Content starts

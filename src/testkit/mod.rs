//! Shared test utilities available to both unit and integration tests.
//!
//! Enabled via `#[cfg(test)]` (unit tests) or the `testkit` feature
//! (integration tests).
//!
//! # Modules
//!
//! - [`source`]: In-memory [`CrmSource`](crate::port::outbound::source::CrmSource)
//!   implementations: `StaticSource`, `FailingSource`.
//! - [`database`]: An in-memory SQLite database seeded with the CRM schema.

#[cfg(feature = "sqlite")]
pub mod database;
pub mod source;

Content ends

Assigned task
Show each line of the listing that holds the string "testkit".

Answer to this problem
filename src/testkit/mod.rs
//! Enabled via `#[cfg(test)]` (unit tests) or the `testkit` feature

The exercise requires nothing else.